# Best Toronto / GTA Trainer?



## dimasc (Sep 19, 2015)

Hi,
Who do you think is the best trainer in GTA Area?


----------



## lsatov (Mar 29, 2011)

Best trainer for what? What are you interested in?
Tell me about your dog?


----------



## dimasc (Sep 19, 2015)

lsatov said:


> Best trainer for what? What are you interested in?
> Tell me about your dog?


German shepherd czech/w german working lines


----------



## lsatov (Mar 29, 2011)

Great now what kind of training are you interested in?


----------



## Blitzkrieg1 (Jul 31, 2012)

Me .


----------



## Debanneball (Aug 28, 2014)

Lol.


----------



## carmspack (Feb 2, 2011)

judging by the energy and participation from D dimasc
http://www.germanshepherds.com/foru...-working-line-gsd-puppy-prices-us-import.html

and the lack of in this thread , I would say that the OP doesn't have his/her dog yet.
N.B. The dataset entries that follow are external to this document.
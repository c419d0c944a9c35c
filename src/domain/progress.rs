//! Progress aggregation: goal counts combined with timeline state.
//!
//! Nothing here is cached; every call recomputes from the goal sequence and
//! the `(start_date, now)` pair it was built with, so the source of truth is
//! always the goal store plus the timeline inputs.

use chrono::{DateTime, Utc};
use serde::Serialize;

use crate::domain::models::goal::Goal;
use crate::domain::timeline::{self, TimelineSnapshot, WeekDateRange, WeekStatus};

/// Statistics for a single week of the journey.
#[derive(Debug, Clone, PartialEq, Serialize)]
pub struct WeekSummary {
    pub week: u8,
    pub total: usize,
    pub completed: usize,
    /// Completed share of the week's goals, rounded percent; 0 with no goals.
    pub completion_rate: u8,
    pub status: WeekStatus,
    /// First and last day of the week; `None` until a start date is set.
    pub date_range: Option<WeekDateRange>,
}

/// Whole-journey statistics for the active account.
#[derive(Debug, Clone, PartialEq, Serialize)]
pub struct OverallProgress {
    pub timeline: TimelineSnapshot,
    pub total_goals: usize,
    pub completed_goals: usize,
    /// Completed share of all goals, rounded percent; 0 with no goals.
    pub completion_rate: u8,
}

/// One-shot view over a goal sequence and the timeline inputs.
pub struct ProgressAggregator<'a> {
    goals: &'a [Goal],
    start_date: Option<DateTime<Utc>>,
    now: DateTime<Utc>,
}

impl<'a> ProgressAggregator<'a> {
    pub fn new(goals: &'a [Goal], start_date: Option<DateTime<Utc>>, now: DateTime<Utc>) -> Self {
        Self {
            goals,
            start_date,
            now,
        }
    }

    fn matching(&self, week: Option<u8>) -> impl Iterator<Item = &Goal> {
        self.goals
            .iter()
            .filter(move |g| week.map_or(true, |w| g.week == w))
    }

    /// Number of goals, in one week or across the whole journey.
    pub fn total_goals(&self, week: Option<u8>) -> usize {
        self.matching(week).count()
    }

    /// Number of completed goals, in one week or across the whole journey.
    pub fn completed_goals(&self, week: Option<u8>) -> usize {
        self.matching(week).filter(|g| g.completed).count()
    }

    /// Rounded completion percentage; 0 when there are no goals at all.
    pub fn completion_rate(&self, week: Option<u8>) -> u8 {
        let total = self.total_goals(week);
        if total == 0 {
            return 0;
        }
        let completed = self.completed_goals(week);
        (completed as f64 / total as f64 * 100.0).round() as u8
    }

    /// Counts, temporal status and date range for one week.
    pub fn week_summary(&self, week: u8) -> WeekSummary {
        WeekSummary {
            week,
            total: self.total_goals(Some(week)),
            completed: self.completed_goals(Some(week)),
            completion_rate: self.completion_rate(Some(week)),
            status: timeline::week_status(self.start_date, self.now, week),
            date_range: self
                .start_date
                .map(|start| timeline::week_date_range(start, week)),
        }
    }

    /// Whole-journey statistics.
    pub fn overall(&self) -> OverallProgress {
        OverallProgress {
            timeline: timeline::snapshot(self.start_date, self.now),
            total_goals: self.total_goals(None),
            completed_goals: self.completed_goals(None),
            completion_rate: self.completion_rate(None),
        }
    }
}
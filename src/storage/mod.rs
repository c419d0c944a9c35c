//! Storage layer: the persistence collaborator traits and the file-based
//! implementation shipped with the crate.

pub mod csv;
pub mod traits;

pub use traits::{AccountStorage, Connection, GoalStorage};
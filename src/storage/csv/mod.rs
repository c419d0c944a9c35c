//! # CSV Storage Module
//!
//! File-based storage implementation: one directory per account holding an
//! `account.yaml` and a `goals.csv`. Demonstrates that the domain layer is
//! storage-agnostic behind the traits in [`crate::storage::traits`].
//!
//! ```text
//! data/
//! └── {account_dir}/
//!     ├── account.yaml
//!     └── goals.csv
//! ```

pub mod account_repository;
pub mod connection;
pub mod goal_repository;

pub use account_repository::AccountRepository;
pub use connection::CsvConnection;
pub use goal_repository::GoalRepository;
when you do -- I would recommend Chris Rollux 
http://www.geminik9.com/ .

Several of my dogs , have been trained by him --- 

If you are around and reading this Capital City has a IPO trial Capital City Schutzhund Club | Member of the WUSV and GSSCC in the ontario Region Oct 3 and 4 .

I'll be there . If you want I can introduce you to some trainers -- , including French Ring . I bet Chris Rollux will be there also.


----------



## dimasc (Sep 19, 2015)

carmspack said:


> judging by the energy and participation from D dimasc
> http://www.germanshepherds.com/foru...-working-line-gsd-puppy-prices-us-import.html
> 
> and the lack of in this thread , I would say that the OP doesn't have his/her dog yet.
> ...


Thank you for your help. I was at Capital City yesterday and met some good people.I'm okay for now and waiting for my dog ...


----------